Uncategorized

Writer Wednesday: Write What You Know

Write what you know.  It’s a good piece of advice.  But what I know is stay-at-home motherhood and the chaos of 4 children.  I don’t want to read about that!  Why would I want to write about that?

My passion is fantasy and historical fiction.  So how do I write that and still write what I know?  Here are a few ways:

knowledge

Increase what you know.

Don’t stop learning.  Spend long evenings just browsing wikipedia.  Read books.  Even if you never plan on using it.  Expanding your knowledge base is great to keep your brain elastic, and you might stumble on something you can use in your writing.

Paraphrase.

Plenty of modern day experiences are universal to any time or place – even made-up ones.  Take your stories and translate them into your setting.
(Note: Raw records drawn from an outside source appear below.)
//! Staging uploads from host memory into device-local buffers and images.

use crate::command::CommandPool;
use crate::context::GpuContext;
use crate::error::{GpuError, Result};
use crate::memory::{GpuBuffer, GpuImage, MemoryLocality};
use ash::vk;

/// Access and stage masks for one image layout transition.
#[derive(Debug, Clone, Copy, PartialEq, Eq)]
pub struct TransitionMasks {
    pub src_access: vk::AccessFlags,
    pub dst_access: vk::AccessFlags,
    pub src_stage: vk::PipelineStageFlags,
    pub dst_stage: vk::PipelineStageFlags,
}

/// Barrier masks for the two transitions an upload performs.
///
/// Everything else is rejected, so an image can only become shader-readable
/// after having been a transfer destination.
pub fn transition_masks(old: vk::ImageLayout, new: vk::ImageLayout) -> Result<TransitionMasks> {
    match (old, new) {
        (vk::ImageLayout::UNDEFINED, vk::ImageLayout::TRANSFER_DST_OPTIMAL) => Ok(TransitionMasks {
            src_access: vk::AccessFlags::empty(),
            dst_access: vk::AccessFlags::TRANSFER_WRITE,
            src_stage: vk::PipelineStageFlags::TOP_OF_PIPE,
            dst_stage: vk::PipelineStageFlags::TRANSFER,
        }),
        (vk::ImageLayout::TRANSFER_DST_OPTIMAL, vk::ImageLayout::SHADER_READ_ONLY_OPTIMAL) => {
            Ok(TransitionMasks {
                src_access: vk::AccessFlags::TRANSFER_WRITE,
                dst_access: vk::AccessFlags::SHADER_READ,
                src_stage: vk::PipelineStageFlags::TRANSFER,
                dst_stage: vk::PipelineStageFlags::FRAGMENT_SHADER,
            })
        }
        _ => Err(GpuError::UnsupportedLayoutTransition { old, new }),
    }
}

/// Record a pipeline barrier moving `image` from `old` to `new`.
///
/// # Safety
/// `cmd` must be in the recording state.
pub unsafe fn record_layout_transition(
    device: &ash::Device,
    cmd: vk::CommandBuffer,
    image: vk::Image,
    range: vk::ImageSubresourceRange,
    old: vk::ImageLayout,
    new: vk::ImageLayout,
) -> Result<()> {
    let masks = transition_masks(old, new)?;

    let barrier = vk::ImageMemoryBarrier::default()
        .old_layout(old)
        .new_layout(new)
        .src_queue_family_index(vk::QUEUE_FAMILY_IGNORED)
        .dst_queue_family_index(vk::QUEUE_FAMILY_IGNORED)
        .image(image)
        .subresource_range(range)
        .src_access_mask(masks.src_access)
        .dst_access_mask(masks.dst_access);

    device.cmd_pipeline_barrier(
        cmd,
        masks.src_stage,
        masks.dst_stage,
        vk::DependencyFlags::empty(),
        &[],
        &[],
        &[barrier],
    );
    Ok(())
}

/// Byte size of a tightly packed RGBA8 image.
pub fn rgba8_byte_len(extent: vk::Extent2D) -> u64 {
    u64::from(extent.width) * u64::from(extent.height) * 4
}

/// Copies host data into device-local resources through staging buffers.
///
/// Copies run on the transfer queue. When that queue belongs to its own
/// family, the final transition to `SHADER_READ_ONLY_OPTIMAL` is recorded on
/// the graphics queue, since the fragment shader stage does not exist on a
/// transfer-only queue. Every upload waits for its queue to go idle, so this
/// is meant for loading before the render loop starts.
pub struct ResourceUploader {
    transfer_pool: CommandPool,
    graphics_pool: Option<CommandPool>,
    last_staging_size: u64,
}

impl ResourceUploader {
    /// Create the command pools used for uploads.
    pub fn new(ctx: &GpuContext) -> Result<Self> {
        let plan = ctx.queue_plan();
        let device = ctx.device();

        let transfer_pool =
            unsafe { CommandPool::new(device, plan.transfer, vk::CommandPoolCreateFlags::TRANSIENT)? };

        let graphics_pool = if plan.has_separate_transfer() {
            match unsafe {
                CommandPool::new(device, plan.graphics, vk::CommandPoolCreateFlags::TRANSIENT)
            } {
                Ok(pool) => Some(pool),
                Err(e) => {
                    let mut transfer_pool = transfer_pool;
                    unsafe { transfer_pool.destroy(device) };
                    return Err(e);
                }
            }
        } else {
            None
        };

        Ok(Self {
            transfer_pool,
            graphics_pool,
            last_staging_size: 0,
        })
    }

    /// Size of the staging buffer used by the most recent upload.
    pub fn last_staging_size(&self) -> u64 {
        self.last_staging_size
    }

    fn create_staging(&mut self, ctx: &GpuContext, data: &[u8], name: &str) -> Result<GpuBuffer> {
        let mut allocator = ctx.allocator().lock();
        let mut staging = allocator.create_buffer(
            data.len() as u64,
            vk::BufferUsageFlags::TRANSFER_SRC,
            MemoryLocality::HostVisibleCoherent,
            &format!("{name} staging"),
        )?;

        if let Err(e) = staging.write_bytes(0, data) {
            allocator.destroy_buffer(&mut staging)?;
            return Err(e);
        }

        self.last_staging_size = staging.size;
        Ok(staging)
    }

    /// Upload `data` into a new device-local buffer with `usage`.
    ///
    /// `TRANSFER_DST` is added to `usage`.
    pub fn upload_buffer(
        &mut self,
        ctx: &GpuContext,
        data: &[u8],
        usage: vk::BufferUsageFlags,
        name: &str,
    ) -> Result<GpuBuffer> {
        let mut staging = self.create_staging(ctx, data, name)?;

        let target = ctx.allocator().lock().create_buffer(
            staging.size,
            usage | vk::BufferUsageFlags::TRANSFER_DST,
            MemoryLocality::DeviceLocal,
            name,
        );
        let mut target = match target {
            Ok(target) => target,
            Err(e) => {
                ctx.allocator().lock().destroy_buffer(&mut staging)?;
                return Err(e);
            }
        };

        let device = ctx.device();
        let copied = unsafe {
            self.transfer_pool
                .with_one_shot_commands(device, ctx.transfer_queue(), |cmd| {
                    let region = vk::BufferCopy::default().size(staging.size);
                    device.cmd_copy_buffer(cmd, staging.buffer, target.buffer, &[region]);
                    Ok(())
                })
        };

        let mut allocator = ctx.allocator().lock();
        allocator.destroy_buffer(&mut staging)?;
        if let Err(e) = copied {
            allocator.destroy_buffer(&mut target)?;
            return Err(upload_failure(name, e));
        }

        tracing::debug!("Uploaded buffer {name} ({} bytes)", target.size);
        Ok(target)
    }

    /// Upload tightly packed RGBA8 `pixels` into a new sampled image.
    ///
    /// The returned image is in `SHADER_READ_ONLY_OPTIMAL` layout.
    pub fn upload_rgba8_image(
        &mut self,
        ctx: &GpuContext,
        pixels: &[u8],
        extent: vk::Extent2D,
        format: vk::Format,
        name: &str,
    ) -> Result<GpuImage> {
        let expected = rgba8_byte_len(extent);
        if pixels.len() as u64 != expected || expected == 0 {
            return Err(GpuError::UploadFailed(format!(
                "{name}: {} bytes of pixel data for a {}x{} image",
                pixels.len(),
                extent.width,
                extent.height
            )));
        }

        let mut staging = self.create_staging(ctx, pixels, name)?;

        let image = ctx.allocator().lock().create_image(
            format,
            extent,
            vk::ImageUsageFlags::TRANSFER_DST | vk::ImageUsageFlags::SAMPLED,
            vk::ImageAspectFlags::COLOR,
            name,
        );
        let mut image = match image {
            Ok(image) => image,
            Err(e) => {
                ctx.allocator().lock().destroy_buffer(&mut staging)?;
                return Err(e);
            }
        };

        let result = self.copy_into_image(ctx, &staging, &mut image);

        let mut allocator = ctx.allocator().lock();
        allocator.destroy_buffer(&mut staging)?;
        if let Err(e) = result {
            allocator.destroy_image(&mut image)?;
            return Err(upload_failure(name, e));
        }

        tracing::debug!(
            "Uploaded image {name} ({}x{}, {} bytes)",
            extent.width,
            extent.height,
            expected
        );
        Ok(image)
    }

    fn copy_into_image(
        &self,
        ctx: &GpuContext,
        staging: &GpuBuffer,
        image: &mut GpuImage,
    ) -> Result<()> {
        let device = ctx.device();
        let range = image.subresource_range();
        let handle = image.image;
        let initial_layout = image.layout;

        let region = vk::BufferImageCopy::default()
            .buffer_offset(0)
            .buffer_row_length(0)
            .buffer_image_height(0)
            .image_subresource(
                vk::ImageSubresourceLayers::default()
                    .aspect_mask(image.aspect)
                    .mip_level(0)
                    .base_array_layer(0)
                    .layer_count(1),
            )
            .image_offset(vk::Offset3D::default())
            .image_extent(vk::Extent3D {
                width: image.extent.width,
                height: image.extent.height,
                depth: 1,
            });

        let record_copy = |cmd: vk::CommandBuffer| -> Result<()> {
            unsafe {
                record_layout_transition(
                    device,
                    cmd,
                    handle,
                    range,
                    initial_layout,
                    vk::ImageLayout::TRANSFER_DST_OPTIMAL,
                )?;
                device.cmd_copy_buffer_to_image(
                    cmd,
                    staging.buffer,
                    handle,
                    vk::ImageLayout::TRANSFER_DST_OPTIMAL,
                    &[region],
                );
            }
            Ok(())
        };
        let record_release = |cmd: vk::CommandBuffer| -> Result<()> {
            unsafe {
                record_layout_transition(
                    device,
                    cmd,
                    handle,
                    range,
                    vk::ImageLayout::TRANSFER_DST_OPTIMAL,
                    vk::ImageLayout::SHADER_READ_ONLY_OPTIMAL,
                )
            }
        };

        match &self.graphics_pool {
            Some(graphics_pool) => unsafe {
                self.transfer_pool
                    .with_one_shot_commands(device, ctx.transfer_queue(), record_copy)?;
                image.layout = vk::ImageLayout::TRANSFER_DST_OPTIMAL;
                graphics_pool.with_one_shot_commands(device, ctx.graphics_queue(), record_release)?;
            },
            None => unsafe {
                self.transfer_pool
                    .with_one_shot_commands(device, ctx.transfer_queue(), |cmd| {
                        record_copy(cmd)?;
                        record_release(cmd)
                    })?;
            },
        }

        image.layout = vk::ImageLayout::SHADER_READ_ONLY_OPTIMAL;
        Ok(())
    }

    /// Destroy the command pools.
    ///
    /// # Safety
    /// No upload may be in progress.
    pub unsafe fn destroy(&mut self, device: &ash::Device) {
        self.transfer_pool.destroy(device);
        if let Some(pool) = self.graphics_pool.as_mut() {
            pool.destroy(device);
        }
        self.graphics_pool = None;
    }
}

/// Surface recording and submission failures as `UploadFailed`.
///
/// Layout table violations and memory exhaustion keep their own kind.
fn upload_failure(name: &str, error: GpuError) -> GpuError {
    match error {
        GpuError::UnsupportedLayoutTransition { .. }
        | GpuError::AllocationFailed(_)
        | GpuError::UploadFailed(_) => error,
        other => GpuError::UploadFailed(format!("{name}: {other}")),
    }
}

#[cfg(test)]
mod tests {
    use super::*;

    const LAYOUTS: [vk::ImageLayout; 6] = [
        vk::ImageLayout::UNDEFINED,
        vk::ImageLayout::GENERAL,
        vk::ImageLayout::TRANSFER_SRC_OPTIMAL,
        vk::ImageLayout::TRANSFER_DST_OPTIMAL,
        vk::ImageLayout::SHADER_READ_ONLY_OPTIMAL,
        vk::ImageLayout::COLOR_ATTACHMENT_OPTIMAL,
    ];

    #[test]
    fn undefined_to_transfer_dst() {
        let masks = transition_masks(
            vk::ImageLayout::UNDEFINED,
            vk::ImageLayout::TRANSFER_DST_OPTIMAL,
        )
        .unwrap();
        assert_eq!(masks.src_access, vk::AccessFlags::empty());
        assert_eq!(masks.dst_access, vk::AccessFlags::TRANSFER_WRITE);
        assert_eq!(masks.src_stage, vk::PipelineStageFlags::TOP_OF_PIPE);
        assert_eq!(masks.dst_stage, vk::PipelineStageFlags::TRANSFER);
    }

    #[test]
    fn transfer_dst_to_shader_read() {
        let masks = transition_masks(
            vk::ImageLayout::TRANSFER_DST_OPTIMAL,
            vk::ImageLayout::SHADER_READ_ONLY_OPTIMAL,
        )
        .unwrap();
        assert_eq!(masks.src_access, vk::AccessFlags::TRANSFER_WRITE);
        assert_eq!(masks.dst_access, vk::AccessFlags::SHADER_READ);
        assert_eq!(masks.src_stage, vk::PipelineStageFlags::TRANSFER);
        assert_eq!(masks.dst_stage, vk::PipelineStageFlags::FRAGMENT_SHADER);
    }

    #[test]
    fn only_two_transitions_are_supported() {
        let mut supported = 0;
        for old in LAYOUTS {
            for new in LAYOUTS {
                match transition_masks(old, new) {
                    Ok(_) => supported += 1,
                    Err(GpuError::UnsupportedLayoutTransition { old: o, new: n }) => {
                        assert_eq!((o, n), (old, new));
                    }
                    Err(other) => panic!("unexpected error {other:?}"),
                }
            }
        }
        assert_eq!(supported, 2);
    }

    #[test]
    fn shader_read_only_is_reached_only_from_transfer_dst() {
        for old in LAYOUTS {
            let reachable =
                transition_masks(old, vk::ImageLayout::SHADER_READ_ONLY_OPTIMAL).is_ok();
            assert_eq!(reachable, old == vk::ImageLayout::TRANSFER_DST_OPTIMAL);
        }
    }

    #[test]
    fn rgba8_sizes() {
        assert_eq!(
            rgba8_byte_len(vk::Extent2D {
                width: 256,
                height: 256
            }),
            262_144
        );
        assert_eq!(rgba8_byte_len(vk::Extent2D { width: 1, height: 1 }), 4);
        assert_eq!(rgba8_byte_len(vk::Extent2D::default()), 0);
    }

    #[test]
    fn recording_failures_become_upload_failures() {
        let wrapped = upload_failure("albedo", GpuError::Vulkan(vk::Result::ERROR_DEVICE_LOST));
        assert!(matches!(wrapped, GpuError::UploadFailed(message) if message.starts_with("albedo")));

        let kept = upload_failure(
            "albedo",
            GpuError::UnsupportedLayoutTransition {
                old: vk::ImageLayout::GENERAL,
                new: vk::ImageLayout::SHADER_READ_ONLY_OPTIMAL,
            },
        );
        assert!(matches!(kept, GpuError::UnsupportedLayoutTransition { .. }));
    }
}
Write from your deep places.

While we’re on the topic of universal experiences, another thing that doesn’t change is feelings.  If you’ve been discouraged by failure, felt betrayed, fallen in love, or surmounted an obstacle, chances are your character can too.  These are the things that make a character real, no matter when or where they are.  The deeper you dig into your own feelings, the more dimension your characters will have.  The nice thing about fiction is no one needs to know those are your feelings.  And an added benefit is the cathartic experience you can have as a writer as you deal with your feelings on paper (screen?).

Beautiful-Example-Of-Imagination-Art-Photos

Just because you may write fairy tales doesn’t mean they can’t be true.

6 thoughts on “Writer Wednesday: Write What You Know”

  1. I like your idea of expanding your knowledge through learning so that you can write something interesting. I’m also a stay-at-home mom, and I like writing about interesting things rather than about mundane life.